Pengaruh Stres Panas terhadap Reproduksi Mamalia

  • 05:46 WITA
  • Admin Jurusan Ilmu Peternakan
  • Artikel

Secara umum stress panas dapat berefek pada profil endonkrin dan fertilitas ternak jantan. Pada ternak betina, stress panas mempengaruhi durasi estrus, kualitas kolostrum, tingkat kebuntingan, fungsi uterus, status endokrin, pertumbuhan dan perkembangan janin, mekanisme luteolitik, perkembangan awal janin, dan pertumbuhan pada janin.

 Spermatogenesis

Mamalia mempunyai testis yang letaknya di skrotum di luar tubuh sehingga suhu di dalam testis sedikit lebih rendah dibandingkan suhu tubuh. Skrotum membutuhkan suhu lebih rendah karena menjaga kondisi sperma dan meminimalkan perubahan gamet DNA (Werdelin & Nilsonne 1999; Bedford 2004). Namun berbeda pada unggas yang memiliki testis di dalam tubuhnya (internal).
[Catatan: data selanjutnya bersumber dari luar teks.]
//! Integration tests running the full sniff registry over PHP snippets

use phpcompat_core::{tokenize, Diagnostic, Severity, VersionRange};
use phpcompat_sniffs::{OptionSettings, SniffOptions, SniffRegistry};
use std::collections::HashSet;

fn all_sniffs(registry: &SniffRegistry) -> HashSet<String> {
    registry.all_names().into_iter().map(String::from).collect()
}

fn scan(source: &str, test_version: &str) -> Vec<Diagnostic> {
    let registry = SniffRegistry::new();
    let stream = tokenize(source);
    let options = SniffOptions::new(VersionRange::parse(test_version).unwrap());
    registry.check_all(&stream, &options, &all_sniffs(&registry))
}

const MODERN_FILE: &str = r#"<?php
declare(strict_types=1);

namespace App;

final class Formatter implements \Stringable
{
    public function __construct(private string $value) {}

    public function format(int|string $input): string
    {
        return match (true) {
            str_contains($this->value, '%') => sprintf($this->value, $input),
            default => $this->value,
        };
    }

    public function __toString(): string
    {
        return $this->format(0);
    }
}
"#;

#[test]
fn test_new_function_across_ranges() {
    let source = "<?php\n$ids = array_column($rows, 'id');\n";

    let diagnostics = scan(source, "5.3-5.4");
    assert_eq!(diagnostics.len(), 1);
    assert_eq!(diagnostics[0].severity, Severity::Error);
    assert_eq!(diagnostics[0].position.line, 2);

    assert!(scan(source, "5.5-").is_empty());
    assert_eq!(scan(source, "5.4-5.6").len(), 1);
}

#[test]
fn test_deprecated_and_removed_in_one_message() {
    let diagnostics = scan("<?php $f = create_function('$a', 'return $a;');", "7.0-");
    assert_eq!(diagnostics.len(), 1);
    assert_eq!(diagnostics[0].severity, Severity::Error);
    assert_eq!(
        diagnostics[0].message,
        "Function create_function() is deprecated since PHP 7.2 and removed since PHP 8.0; Use an anonymous function instead"
    );
}

#[test]
fn test_function_whitelist_from_settings() {
    let settings: OptionSettings = toml::from_str(r#"function_whitelist = "mysql_to_rfc3339""#).unwrap();
    let options = SniffOptions::from_settings(Some("5.5-"), &settings).unwrap();
    let registry = SniffRegistry::new();
    let enabled: HashSet<String> = ["removed_extensions".to_string()].into_iter().collect();

    let stream = tokenize("<?php\n$d = mysql_to_rfc3339($t);\n$r = mysql_query($q);\n");
    let diagnostics = registry.check_all(&stream, &options, &enabled);

    assert_eq!(diagnostics.len(), 1);
    assert_eq!(diagnostics[0].position.line, 3);
    assert_eq!(
        diagnostics[0].message,
        "Extension 'mysql' is deprecated since PHP 5.5 and removed since PHP 7.0; Use mysqli instead"
    );
}

#[test]
fn test_modern_file_is_clean_for_modern_range() {
    assert!(scan(MODERN_FILE, "8.0-").is_empty());
}

#[test]
fn test_modern_file_against_old_range() {
    let diagnostics = scan(MODERN_FILE, "7.0");
    let codes: Vec<&str> = diagnostics.iter().map(|d| d.code.as_str()).collect();
    assert!(codes.contains(&"matchFound"));
    assert!(codes.contains(&"str_containsFound"));
    assert!(diagnostics.iter().all(|d| d.severity == Severity::Error));

    let mut sorted = diagnostics.clone();
    sorted.sort_by(|a, b| a.position.cmp(&b.position));
    assert_eq!(sorted, diagnostics);
}

#[test]
fn test_unset_test_version_checks_every_version() {
    let registry = SniffRegistry::new();
    let stream = tokenize("<?php\narray_column($r, 'id');\neach($arr);\n");
    let diagnostics = registry.check_all(&stream, &SniffOptions::default(), &all_sniffs(&registry));

    let lines: Vec<usize> = diagnostics.iter().map(|d| d.position.line).collect();
    assert_eq!(lines, vec![2, 3]);
    assert!(diagnostics.iter().all(|d| d.severity == Severity::Error));
}

#[test]
fn test_malformed_sources_fail_open() {
    let sources = [
        "<?php class { function ( array_column(",
        "<?php declare(strict_types=",
        "<?php function f(int $a): ",
        "<?php ini_set(",
        "<?php $x = <<<EOT\nunterminated",
        "<?php } } ) ] enum",
        "",
    ];
    for source in sources {
        for range in ["5.3", "7.0-", "8.1-"] {
            let stream = tokenize(source);
            let diagnostics = scan(source, range);
            assert!(diagnostics.iter().all(|d| d.position.token < stream.len().max(1)));
        }
    }
}
//! Target PHP version range (the `testVersion` setting)
//!
//! Accepted shapes:
//! - `"7.2"`: exactly one version
//! - `"5.3-7.0"`: closed range
//! - `"-7.0"`: everything up to and including 7.0
//! - `"5.3-"`: 5.3 and everything after it

use crate::version::Version;
use std::cmp::Ordering;
use std::fmt;
use std::str::FromStr;
use thiserror::Error;

/// Errors in the configured target version range
#[derive(Error, Debug, Clone, PartialEq, Eq)]
pub enum ConfigError {
    #[error("Invalid testVersion setting: '{0}'")]
    Malformed(String),

    #[error("Invalid range in testVersion setting: '{0}'")]
    InvertedRange(String),
}

/// An inclusive range of PHP versions; an absent bound is unconstrained
#[derive(Debug, Clone, Copy, PartialEq, Eq, Default)]
pub struct VersionRange {
    low: Option<Version>,
    high: Option<Version>,
}

impl VersionRange {
    /// A range that constrains nothing
    pub const fn unbounded() -> Self {
        Self {
            low: None,
            high: None,
        }
    }

    /// Build a range from explicit bounds
    pub fn new(low: Option<Version>, high: Option<Version>) -> Result<Self, ConfigError> {
        if let (Some(l), Some(h)) = (low, high) {
            if l.cmp_loose(&h) == Ordering::Greater {
                return Err(ConfigError::InvertedRange(format!("{}-{}", l, h)));
            }
        }
        Ok(Self { low, high })
    }

    /// Parse a `testVersion` string
    pub fn parse(spec: &str) -> Result<Self, ConfigError> {
        let trimmed = spec.trim();
        let malformed = || ConfigError::Malformed(spec.to_string());

        if trimmed.is_empty() {
            return Err(malformed());
        }

        let Some((left, right)) = trimmed.split_once('-') else {
            let version = Version::parse(trimmed).map_err(|_| malformed())?;
            return Ok(Self {
                low: Some(version),
                high: Some(version),
            });
        };

        let (left, right) = (left.trim(), right.trim());
        if left.is_empty() && right.is_empty() {
            return Err(malformed());
        }

        let bound = |s: &str| -> Result<Option<Version>, ConfigError> {
            if s.is_empty() {
                Ok(None)
            } else {
                Version::parse(s).map(Some).map_err(|_| malformed())
            }
        };
        Self::new(bound(left)?, bound(right)?)
    }

    pub fn low(&self) -> Option<Version> {
        self.low
    }

    pub fn high(&self) -> Option<Version> {
        self.high
    }

    pub fn is_unbounded(&self) -> bool {
        self.low.is_none() && self.high.is_none()
    }

    /// Does the range include any version at or before `version`?
    ///
    /// Used for features that were introduced later: if so, code in range may
    /// run on a PHP that lacks the feature.
    pub fn supports_below(&self, version: Version) -> bool {
        match self.low {
            None => true,
            Some(low) => low.cmp_loose(&version) != Ordering::Greater,
        }
    }

    /// Does the range include any version at or after `version`?
    ///
    /// Used for features that were deprecated or removed.
    pub fn supports_above(&self, version: Version) -> bool {
        match self.high {
            None => true,
            Some(high) => high.cmp_loose(&version) != Ordering::Less,
        }
    }

    /// Is `version` itself inside the range?
    pub fn contains(&self, version: Version) -> bool {
        let above_low = self
            .low
            .map_or(true, |low| low.cmp_loose(&version) != Ordering::Greater);
        let below_high = self
            .high
            .map_or(true, |high| high.cmp_loose(&version) != Ordering::Less);
        above_low && below_high
    }
}

impl fmt::Display for VersionRange {
    fn fmt(&self, f: &mut fmt::Formatter<'_>) -> fmt::Result {
        match (self.low, self.high) {
            (Some(l), Some(h)) if l == h && l.patch() == h.patch() => write!(f, "{}", l),
            (Some(l), Some(h)) => write!(f, "{}-{}", l, h),
            (Some(l), None) => write!(f, "{}-", l),
            (None, Some(h)) => write!(f, "-{}", h),
            (None, None) => write!(f, "-"),
        }
    }
}

impl FromStr for VersionRange {
    type Err = ConfigError;

    fn from_str(s: &str) -> Result<Self, Self::Err> {
        Self::parse(s)
    }
}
Kenaikan suhu testis dapat mengurangi jumlah sperma yang dikeluarkan, menurunkan motilitas sperma, dan semakin banyak jumlah sperma yang cacat/tidak normal (Setchell 1998). Kualitas sperma dapat mengalami penurunan dengan penurunan motilitas (gerakan) sebesar 10%, abnormalitas sperma sebanyak 20% dan penurunan konsentrasi sperma dapat mencapai 61% sehingga dapat menyebabkan berkurangkan kesempatan bagi sperma yang sehat untuk dapat mencapai ovum dan memperoleh kebuntingan.

 

Sekresi Hormon

Terdapat penelitian pada banteng dan sapi yang menunjukkan hasil bahwa stress panas dapat menurunkan konsentrasi hormon testosterone (Rhynes & Ewing 1973; Wettemann & Ddesjardins 1979). Selain itu, menurut Schillo et al (1978), dapat terjadi  reduksi produksi hormon luteinizing (LH).

 

Oosit

Heat stress atau stres panas dapat mempengaruhi perkembangan oosit dan folikel (Wolfenson et al., 1997; Roth et al 2001; Ozawa et al., 2005) serta ekspresi gen (Argov et al, 2005). Pada ternak kambing, stres panas menurunkan konsentrasi plasma estradiol folikuler, aktivitas aromatase, dan memperlambat pembuahan (Ozawa et al 2005). Estradiol sendiri adalah hormon yang bertanggung jawab terhadap ekspresi estrus, karena mungkin terjadi ternak yang masuk masa estrus namun tingkah lakunya tidak menunjukkan tanda birahi sehingg disebut silent heat akibat stres panas.

 

Perkembangan Embrionik.

Pada ternak sapi ditemukan bahwa stress panas pada hari pertama setelah estrus ketika embrio masih berupa satu/dua sel, menurunkan proporsi embrio yang berkembang menjadi tahap blastosit pada hari ke-8 setelah estrus. Stres panas juga mempengaruhi kualitas ovum dan daya tahan embrio muda sehingga menurunkan fertilitas.

 

Perkembangan Janin.

Stress panas selama kebuntungan menurunkan pertumbuhan janin. Pada domba bunting yang terpapar stress panas menunjukkan turunnya perkembangan janin, bobot plasenta, dan hormon plasenta menurun dalam darah (Wallace et al., 2005). Transpor glukosa melalui plasenta juga berkurang (Thureen et al, 1992). Pada sapi perah yang dala masa kering, ketika terpapar stress panas di umur bunting 7-9 bulan, terdapat penurunan bobot anak sapi yang dihasilkan dan penurunan produksi susu.

 

Tingkat Kebuntingan.

Sapi perah yang diteliti di Israel pada suhu lingkungan 32.2oC selama 72 jam setelah IB memiliki tingkat kebuntingan 0% sedang di suhu lingkungan 21.1oC tingkat kebuntingannya 48% (Ulberg & Burfening, 1967).

 

 

Referensi

 

Argov N, Moallem U, Sklan D. 2005. Summer heat stress alters the mRNA expression of selective-uptake and endocytotic receptors in bovine ovarian cells. Theriogenology 64, 1475–1489 (doi:10.1016/j.theriogenology.2005.02.014) [PubMed]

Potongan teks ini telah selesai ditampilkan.